– Крайние… они приняли Имира, – пробурчал Швед. – Это не мораль и не заповеди, наоборот, это их отсутствие. Край – это отказ от человека в себе, капитуляция перед Лесом, перед Имиром. Вот такая штука. А отказ от себя – это хуже, чем рабство.
Швед сплюнул и чуть ускорил шаг. Оторвался от спутников на десяток шагов и снова пошел в прежнем темпе. Ему нужно было в одиночестве что-то обдумать. Алекса это не удивило, он хорошо знал привычки отшельника. А вот Яна насторожилась:
– Чего это он? Обиделся, что ли? Мы же ничего такого не сказали?
– Переживает. Не обращай внимания. Он скоро отойдет. Просто отказ от себя – для него больная тема. Он опасается, что сделал что-то не так, что Варяг сам отказался от памяти, нарочно. И не может Варягу этого простить. Видишь, мы идем за его прошлым.
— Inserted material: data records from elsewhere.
//! healrun - run a test command until it passes or fails for a real reason.

use mimalloc::MiMalloc;

#[global_allocator]
static GLOBAL: MiMalloc = MiMalloc;

use clap::Parser;
use eyre::WrapErr;
use healrun::{engine_for, Orchestrator, RunOutcome, CONFIG_ERROR_EXIT_CODE};
use healrun_core::{Id, RunConfiguration, RunStatus};
use std::path::PathBuf;
use tokio_util::sync::CancellationToken;
use tracing::{debug, error, info};
use tracing_subscriber::{fmt, EnvFilter};

#[derive(Parser, Debug)]
#[command(
    name = "healrun",
    about = "Self-healing test-execution orchestrator",
    version
)]
struct Cli {
    /// Config file (key=value lines), applied over the project config
    #[arg(long, env = "HEALRUN_CONFIG")]
    config: Option<PathBuf>,

    /// Directory the command runs in
    #[arg(long, env = "HEALRUN_WORKING_DIR")]
    working_dir: Option<PathBuf>,

    /// Where attempt logs, the timeline and report.json are written
    #[arg(long, env = "HEALRUN_OUTPUT_DIR")]
    output_dir: Option<PathBuf>,

    /// Per-attempt timeout in seconds
    #[arg(long, env = "HEALRUN_TIMEOUT_SEC")]
    timeout_sec: Option<u64>,

    /// Retries allowed for transient failures
    #[arg(long, env = "HEALRUN_MAX_RETRIES")]
    max_retries: Option<u32>,

    /// Remediation attempts allowed across the run
    #[arg(long, env = "HEALRUN_MAX_REMEDIATIONS")]
    max_remediations: Option<u32>,

    /// Enable remediation of content failures
    #[arg(long, overrides_with = "no_remediate")]
    remediate: bool,

    /// Disable remediation
    #[arg(long, overrides_with = "remediate")]
    no_remediate: bool,

    /// Command that answers fix requests (JSON on stdin, patch on stdout)
    #[arg(long, env = "HEALRUN_REMEDIATION_CMD")]
    remediation_cmd: Option<String>,

    /// Base retry backoff in milliseconds
    #[arg(long)]
    backoff_base_ms: Option<u64>,

    /// Maximum retry backoff in milliseconds
    #[arg(long)]
    backoff_max_ms: Option<u64>,

    /// Environment override for the command (repeatable)
    #[arg(long = "env", value_name = "KEY=VALUE")]
    env_overrides: Vec<String>,

    /// Don't mirror command output to the console
    #[arg(short, long)]
    quiet: bool,

    /// Debug logging
    #[arg(short, long)]
    verbose: bool,

    /// Command under test
    #[arg(last = true)]
    command: Vec<String>,
}

fn main() {
    let cli = Cli::parse();

    let default_filter = if cli.verbose { "debug" } else { "info" };
    fmt()
        .with_writer(std::io::stderr)
        .with_env_filter(
            EnvFilter::try_from_default_env().unwrap_or_else(|_| EnvFilter::new(default_filter)),
        )
        .init();

    let orchestrator = match build_orchestrator(&cli) {
        Ok(orchestrator) => orchestrator,
        Err(err) => {
            error!("{err:?}");
            std::process::exit(CONFIG_ERROR_EXIT_CODE);
        }
    };

    match run(orchestrator) {
        Ok(status) => std::process::exit(status.exit_code()),
        Err(err) => {
            error!("{err:?}");
            std::process::exit(RunStatus::Aborted.exit_code());
        }
    }
}

/// Layer defaults, project config, `--config` and CLI flags.
fn load_config(cli: &Cli) -> eyre::Result<RunConfiguration> {
    let mut config = RunConfiguration::default();
    if let Some(dir) = &cli.working_dir {
        config.working_dir = dir.clone();
    }

    if let Some(path) = config
        .load_project_file()
        .wrap_err("failed to load project config")?
    {
        debug!(path = %path.display(), "loaded project config");
    }
    if let Some(path) = &cli.config {
        config
            .load_file(path)
            .wrap_err_with(|| format!("failed to load config file {}", path.display()))?;
    }

    if let Some(dir) = &cli.working_dir {
        config.working_dir = dir.clone();
    }
    if let Some(dir) = &cli.output_dir {
        config.output_dir = dir.clone();
    }
    if let Some(secs) = cli.timeout_sec {
        config.timeout_ms = secs.saturating_mul(1000);
    }
    if let Some(n) = cli.max_retries {
        config.max_retries = n;
    }
    if let Some(n) = cli.max_remediations {
        config.max_remediations = n;
    }
    if cli.remediate {
        config.remediation_enabled = true;
    }
    if cli.no_remediate {
        config.remediation_enabled = false;
    }
    if let Some(cmd) = &cli.remediation_cmd {
        config.remediation_cmd = Some(cmd.clone());
    }
    if let Some(ms) = cli.backoff_base_ms {
        config.backoff_base_ms = ms;
    }
    if let Some(ms) = cli.backoff_max_ms {
        config.backoff_max_ms = ms;
    }
    for pair in &cli.env_overrides {
        let (key, value) = RunConfiguration::parse_env_pair(pair)?;
        config.env.insert(key, value);
    }
    if cli.quiet {
        config.echo_output = false;
    }
    if !cli.command.is_empty() {
        config.command = cli.command.join(" ");
    }

    config.working_dir = config.working_dir.canonicalize().wrap_err_with(|| {
        format!(
            "working directory {} is not accessible",
            config.working_dir.display()
        )
    })?;

    Ok(config)
}

fn build_orchestrator(cli: &Cli) -> eyre::Result<Orchestrator> {
    let config = load_config(cli)?;
    let engine = engine_for(&config);
    let orchestrator =
        Orchestrator::new(config, Id::new(), engine).wrap_err("invalid configuration")?;
    Ok(orchestrator)
}

fn run(orchestrator: Orchestrator) -> eyre::Result<RunStatus> {
    let runtime = tokio::runtime::Builder::new_multi_thread()
        .enable_all()
        .build()
        .wrap_err("failed to create tokio runtime")?;

    runtime.block_on(async move {
        let token = CancellationToken::new();
        let mut orchestrator = orchestrator.with_cancel_token(token.clone());
        tokio::spawn(cancel_on_signal(token));

        let outcome = orchestrator.run().await.wrap_err("run failed")?;
        print_summary(&outcome);
        Ok(outcome.report.status)
    })
}

/// Cancel the run on SIGINT/SIGTERM (ctrl-c elsewhere).
async fn cancel_on_signal(token: CancellationToken) {
    #[cfg(unix)]
    {
        use tokio::signal::unix::{signal, SignalKind};
        let mut sigterm =
            signal(SignalKind::terminate()).expect("failed to register SIGTERM handler");
        let mut sigint =
            signal(SignalKind::interrupt()).expect("failed to register SIGINT handler");

        tokio::select! {
            _ = sigint.recv() => info!("received SIGINT, aborting run"),
            _ = sigterm.recv() => info!("received SIGTERM, aborting run"),
        }
    }

    #[cfg(not(unix))]
    {
        if tokio::signal::ctrl_c().await.is_err() {
            return;
        }
        info!("received ctrl-c, aborting run");
    }

    token.cancel();
}

fn print_summary(outcome: &RunOutcome) {
    let report = &outcome.report;
    for line in report.summary_lines() {
        eprintln!("  {line}");
    }
    eprintln!(
        "healrun: {} after {} attempt(s) ({} retries, {} remediations) in {} ms; report: {}",
        report.status,
        report.attempts.len(),
        report.retries_used,
        report.remediations_used,
        report.total_duration_ms,
        outcome.report_path.display()
    );
}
Швед – наш, сегодняшний – готов за память отдать все, что угодно. Он и хочет, и боится наткнуться на что-то постыдное. Но все равно идет. А крайних он недолюбливает именно за то, что они добровольно отказались от всего. От человеческой памяти, морали, достоинства. Променяли все на дары Леса.
– А-а-а… вообще-то эти, из Края, на самом деле ничего, люди как люди. Нормальные с виду. Подумаешь, от прошлого отказались!
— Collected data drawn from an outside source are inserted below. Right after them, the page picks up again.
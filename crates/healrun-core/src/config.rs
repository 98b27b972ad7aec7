//! Run configuration.
//!
//! Config files use the `key=value` line format.
//! Precedence: CLI flags > `--config` file > `<working_dir>/.healrun/config` > defaults.

use crate::types::Id;
use std::collections::BTreeMap;
use std::path::{Path, PathBuf};
use std::str::FromStr;
use std::time::Duration;
use thiserror::Error;

/// Location of the per-project config file, relative to the working directory.
pub const PROJECT_CONFIG_PATH: &str = ".healrun/config";

#[derive(Debug, Error)]
pub enum ConfigError {
    #[error("failed to read config file: {0}")]
    ReadError(#[from] std::io::Error),
    #[error("invalid config line: {0}")]
    InvalidLine(String),
    #[error("invalid boolean value for {key}: {value}")]
    InvalidBool { key: String, value: String },
    #[error("invalid integer value for {key}: {value}")]
    InvalidInt { key: String, value: String },
    #[error("invalid environment override: {0} (expected KEY=VALUE)")]
    InvalidEnv(String),
    #[error("invalid configuration: {0}")]
    Invalid(String),
}

/// Immutable input for one orchestrator invocation.
///
/// Built once (defaults, files, CLI), resolved, validated, and then only
/// ever borrowed.
#[derive(Debug, Clone, PartialEq, Eq, serde::Serialize, serde::Deserialize)]
#[serde(default)]
pub struct RunConfiguration {
    /// Shell command line under test.
    pub command: String,
    pub working_dir: PathBuf,
    /// Where logs and the report go. Empty until resolved.
    pub output_dir: PathBuf,
    /// Per-attempt wall-clock timeout.
    pub timeout_ms: u64,
    /// Retries allowed for transient failures (0 = run once).
    pub max_retries: u32,
    pub max_remediations: u32,
    pub remediation_enabled: bool,
    /// External command that answers fix requests (see `remediation`).
    pub remediation_cmd: Option<String>,
    pub remediation_timeout_ms: u64,
    /// Environment overrides applied to the command.
    pub env: BTreeMap<String, String>,
    pub backoff_base_ms: u64,
    pub backoff_max_ms: u64,
    /// In-memory capture limit per stream.
    pub max_output_bytes: usize,
    /// Mirror command output to the console as it arrives.
    pub echo_output: bool,
}

impl Default for RunConfiguration {
    fn default() -> Self {
        Self {
            command: String::new(),
            working_dir: PathBuf::from("."),
            output_dir: PathBuf::new(),
            timeout_ms: 600_000,
            max_retries: 2,
            max_remediations: 1,
            remediation_enabled: false,
            remediation_cmd: None,
            remediation_timeout_ms: 300_000,
            env: BTreeMap::new(),
            backoff_base_ms: 1_000,
            backoff_max_ms: 30_000,
            max_output_bytes: 8 * 1024 * 1024,
            echo_output: true,
        }
    }
}

impl RunConfiguration {
    /// Load config from a file, merging with defaults.
    pub fn from_file(path: &Path) -> Result<Self, ConfigError> {
        let mut config = Self::default();
        config.load_file(path)?;
        Ok(config)
    }

    /// Load and merge values from a config file.
    pub fn load_file(&mut self, path: &Path) -> Result<(), ConfigError> {
        let content = std::fs::read_to_string(path)?;
        self.parse_content(&content)
    }

    /// Merge `<working_dir>/.healrun/config` if it exists.
    ///
    /// Returns the path that was loaded.
    pub fn load_project_file(&mut self) -> Result<Option<PathBuf>, ConfigError> {
        let path = self.working_dir.join(PROJECT_CONFIG_PATH);
        if !path.is_file() {
            return Ok(None);
        }
        self.load_file(&path)?;
        Ok(Some(path))
    }

    pub fn timeout(&self) -> Duration {
        Duration::from_millis(self.timeout_ms)
    }

    /// Parse config content (key=value format).
    pub fn parse_content(&mut self, content: &str) -> Result<(), ConfigError> {
        for line in content.lines() {
            let trimmed = line.trim();

            if trimmed.is_empty() || trimmed.starts_with('#') {
                continue;
            }

            let Some((key, value)) = trimmed.split_once('=') else {
                return Err(ConfigError::InvalidLine(line.to_string()));
            };

            let key = key.trim();
            let value = Self::unquote(value.trim());

            self.apply_value(key, &value)?;
        }
        Ok(())
    }

    /// Remove surrounding quotes from a value.
    fn unquote(value: &str) -> String {
        if value.len() >= 2
            && ((value.starts_with('"') && value.ends_with('"'))
                || (value.starts_with('\'') && value.ends_with('\'')))
        {
            return value[1..value.len() - 1].to_string();
        }
        value.to_string()
    }

    /// Apply a single config value.
    fn apply_value(&mut self, key: &str, value: &str) -> Result<(), ConfigError> {
        match key {
            "command" => self.command = value.to_string(),
            "working_dir" => self.working_dir = PathBuf::from(value),
            "output_dir" => self.output_dir = PathBuf::from(value),
            "timeout_sec" => {
                let secs: u64 = Self::parse_num(key, value)?;
                self.timeout_ms = secs.saturating_mul(1000);
            }
            "timeout_ms" => self.timeout_ms = Self::parse_num(key, value)?,
            "max_retries" => self.max_retries = Self::parse_num(key, value)?,
            "max_remediations" => self.max_remediations = Self::parse_num(key, value)?,
            "remediation_enabled" => self.remediation_enabled = Self::parse_bool(key, value)?,
            "remediation_cmd" => {
                self.remediation_cmd = if value.is_empty() {
                    None
                } else {
                    Some(value.to_string())
                }
            }
            "remediation_timeout_sec" => {
                let secs: u64 = Self::parse_num(key, value)?;
                self.remediation_timeout_ms = secs.saturating_mul(1000);
            }
            "backoff_base_ms" => self.backoff_base_ms = Self::parse_num(key, value)?,
            "backoff_max_ms" => self.backoff_max_ms = Self::parse_num(key, value)?,
            "max_output_bytes" => self.max_output_bytes = Self::parse_num(key, value)?,
            "echo_output" => self.echo_output = Self::parse_bool(key, value)?,
            "env" => {
                for pair in value.split_whitespace() {
                    let (k, v) = Self::parse_env_pair(pair)?;
                    self.env.insert(k, v);
                }
            }
            _ => {
                // Unknown keys warn but don't fail.
                eprintln!("Warning: unknown config key: {key}");
            }
        }
        Ok(())
    }

    /// Parse a boolean value.
    fn parse_bool(key: &str, value: &str) -> Result<bool, ConfigError> {
        match value.to_lowercase().as_str() {
            "true" | "1" | "yes" | "y" | "on" => Ok(true),
            "false" | "0" | "no" | "n" | "off" => Ok(false),
            _ => Err(ConfigError::InvalidBool {
                key: key.to_string(),
                value: value.to_string(),
            }),
        }
    }

    fn parse_num<T: FromStr>(key: &str, value: &str) -> Result<T, ConfigError> {
        value.parse().map_err(|_| ConfigError::InvalidInt {
            key: key.to_string(),
            value: value.to_string(),
        })
    }

    /// Parse a `KEY=VALUE` environment override.
    pub fn parse_env_pair(pair: &str) -> Result<(String, String), ConfigError> {
        match pair.split_once('=') {
            Some((k, v)) if !k.trim().is_empty() => Ok((k.trim().to_string(), v.to_string())),
            _ => Err(ConfigError::InvalidEnv(pair.to_string())),
        }
    }

    /// Resolve the output directory for a run.
    ///
    /// Unset: `<working_dir>/.healrun/runs/run-<run_id>`. Relative paths are
    /// taken relative to the working directory.
    pub fn resolve_paths(&mut self, run_id: &Id) {
        if self.output_dir.as_os_str().is_empty() {
            self.output_dir = self
                .working_dir
                .join(".healrun/runs")
                .join(format!("run-{run_id}"));
        } else if self.output_dir.is_relative() {
            self.output_dir = self.working_dir.join(&self.output_dir);
        }
    }

    /// Check input constraints before a run starts.
    pub fn validate(&self) -> Result<(), ConfigError> {
        if self.command.trim().is_empty() {
            return Err(ConfigError::Invalid("command must not be empty".to_string()));
        }
        if self.timeout_ms == 0 {
            return Err(ConfigError::Invalid("timeout must be positive".to_string()));
        }
        if self.backoff_base_ms == 0 {
            return Err(ConfigError::Invalid(
                "backoff_base_ms must be positive".to_string(),
            ));
        }
        if self.backoff_max_ms < self.backoff_base_ms {
            return Err(ConfigError::Invalid(format!(
                "backoff_max_ms ({}) must be >= backoff_base_ms ({})",
                self.backoff_max_ms, self.backoff_base_ms
            )));
        }
        if self.max_output_bytes == 0 {
            return Err(ConfigError::Invalid(
                "max_output_bytes must be positive".to_string(),
            ));
        }
        if self.output_dir.as_os_str().is_empty() {
            return Err(ConfigError::Invalid("output_dir is not resolved".to_string()));
        }
        Ok(())
    }
}

#[cfg(test)]
mod tests {
    use super::*;
    use tempfile::TempDir;

    fn valid() -> RunConfiguration {
        RunConfiguration {
            command: "npm test".to_string(),
            output_dir: PathBuf::from("/tmp/out"),
            ..Default::default()
        }
    }

    #[test]
    fn default_config_has_expected_values() {
        let config = RunConfiguration::default();
        assert_eq!(config.timeout_ms, 600_000);
        assert_eq!(config.max_retries, 2);
        assert_eq!(config.max_remediations, 1);
        assert!(!config.remediation_enabled);
        assert!(config.remediation_cmd.is_none());
        assert!(config.echo_output);
        assert_eq!(config.working_dir, PathBuf::from("."));
    }

    #[test]
    fn parse_simple_config() {
        let mut config = RunConfiguration::default();
        let content = r#"
# comment
command="npm test -- --ci"
timeout_sec=90
max_retries=4
remediation_enabled=yes
remediation_cmd='./fixer.sh'
"#;
        config.parse_content(content).unwrap();
        assert_eq!(config.command, "npm test -- --ci");
        assert_eq!(config.timeout_ms, 90_000);
        assert_eq!(config.max_retries, 4);
        assert!(config.remediation_enabled);
        assert_eq!(config.remediation_cmd.as_deref(), Some("./fixer.sh"));
    }

    #[test]
    fn timeout_ms_overrides_seconds() {
        let mut config = RunConfiguration::default();
        config.parse_content("timeout_sec=5\ntimeout_ms=250").unwrap();
        assert_eq!(config.timeout(), Duration::from_millis(250));
    }

    #[test]
    fn remediation_timeout_is_given_in_seconds() {
        let mut config = RunConfiguration::default();
        assert_eq!(config.remediation_timeout_ms, 300_000);
        config.parse_content("remediation_timeout_sec=45").unwrap();
        assert_eq!(config.remediation_timeout_ms, 45_000);
        assert!(config.parse_content("remediation_timeout_sec=soon").is_err());
    }

    #[test]
    fn parse_env_overrides() {
        let mut config = RunConfiguration::default();
        config
            .parse_content("env=\"CI=1 NODE_OPTIONS=--max-old-space-size=4096\"")
            .unwrap();
        assert_eq!(config.env.get("CI").map(String::as_str), Some("1"));
        assert_eq!(
            config.env.get("NODE_OPTIONS").map(String::as_str),
            Some("--max-old-space-size=4096")
        );
    }

    #[test]
    fn parse_env_rejects_missing_key() {
        let mut config = RunConfiguration::default();
        let err = config.parse_content("env==value").unwrap_err();
        assert!(matches!(err, ConfigError::InvalidEnv(_)));
    }

    #[test]
    fn parse_rejects_line_without_equals() {
        let mut config = RunConfiguration::default();
        let err = config.parse_content("just words").unwrap_err();
        assert!(matches!(err, ConfigError::InvalidLine(_)));
    }

    #[test]
    fn parse_rejects_bad_numbers_and_bools() {
        let mut config = RunConfiguration::default();
        assert!(matches!(
            config.parse_content("max_retries=lots"),
            Err(ConfigError::InvalidInt { .. })
        ));
        assert!(matches!(
            config.parse_content("echo_output=maybe"),
            Err(ConfigError::InvalidBool { .. })
        ));
    }

    #[test]
    fn unknown_keys_are_ignored() {
        let mut config = RunConfiguration::default();
        config.parse_content("flux_capacitor=on").unwrap();
        assert_eq!(config, RunConfiguration::default());
    }

    #[test]
    fn unquote_removes_quotes() {
        assert_eq!(RunConfiguration::unquote("\"hello\""), "hello");
        assert_eq!(RunConfiguration::unquote("'world'"), "world");
        assert_eq!(RunConfiguration::unquote("noquotes"), "noquotes");
    }

    #[test]
    fn resolve_paths_defaults_under_working_dir() {
        let mut config = RunConfiguration {
            working_dir: PathBuf::from("/repo"),
            ..Default::default()
        };
        config.resolve_paths(&Id::from_string("abc"));
        assert_eq!(config.output_dir, PathBuf::from("/repo/.healrun/runs/run-abc"));

        let mut config = RunConfiguration {
            working_dir: PathBuf::from("/repo"),
            output_dir: PathBuf::from("out"),
            ..Default::default()
        };
        config.resolve_paths(&Id::from_string("abc"));
        assert_eq!(config.output_dir, PathBuf::from("/repo/out"));
    }

    #[test]
    fn validate_enforces_input_constraints() {
        assert!(valid().validate().is_ok());

        let mut config = valid();
        config.command = "   ".to_string();
        assert!(config.validate().is_err());

        let mut config = valid();
        config.timeout_ms = 0;
        assert!(config.validate().is_err());

        let mut config = valid();
        config.backoff_max_ms = config.backoff_base_ms - 1;
        assert!(config.validate().is_err());
    }

    #[test]
    fn project_file_is_loaded_when_present() {
        let dir = TempDir::new().unwrap();
        let mut config = RunConfiguration {
            working_dir: dir.path().to_path_buf(),
            ..Default::default()
        };
        assert!(config.load_project_file().unwrap().is_none());

        std::fs::create_dir_all(dir.path().join(".healrun")).unwrap();
        std::fs::write(dir.path().join(PROJECT_CONFIG_PATH), "max_remediations=3\n").unwrap();
        let loaded = config.load_project_file().unwrap();
        assert_eq!(loaded, Some(dir.path().join(PROJECT_CONFIG_PATH)));
        assert_eq!(config.max_remediations, 3);
    }
}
– Так вот я к чему это все говорю, – гнул свое Алекс, – выходит, наша цивилизация была неправильной, если от нее так легко отказываются? Но до определенного момента казалось, что такое просто невозможно. Момент… этот самый момент, в который все переменилось. Почему он пришел? Я думаю, где эта точка, в которой наш привычный мир сломался? Что-то случилось…
– Стреляют, – перебила его Яна. – Слышишь?
Швед уже остановился и, склонив голову набок, вслушался в звуки перестрелки. Несколько одиночных, автоматная очередь, еще одна, опять одиночные…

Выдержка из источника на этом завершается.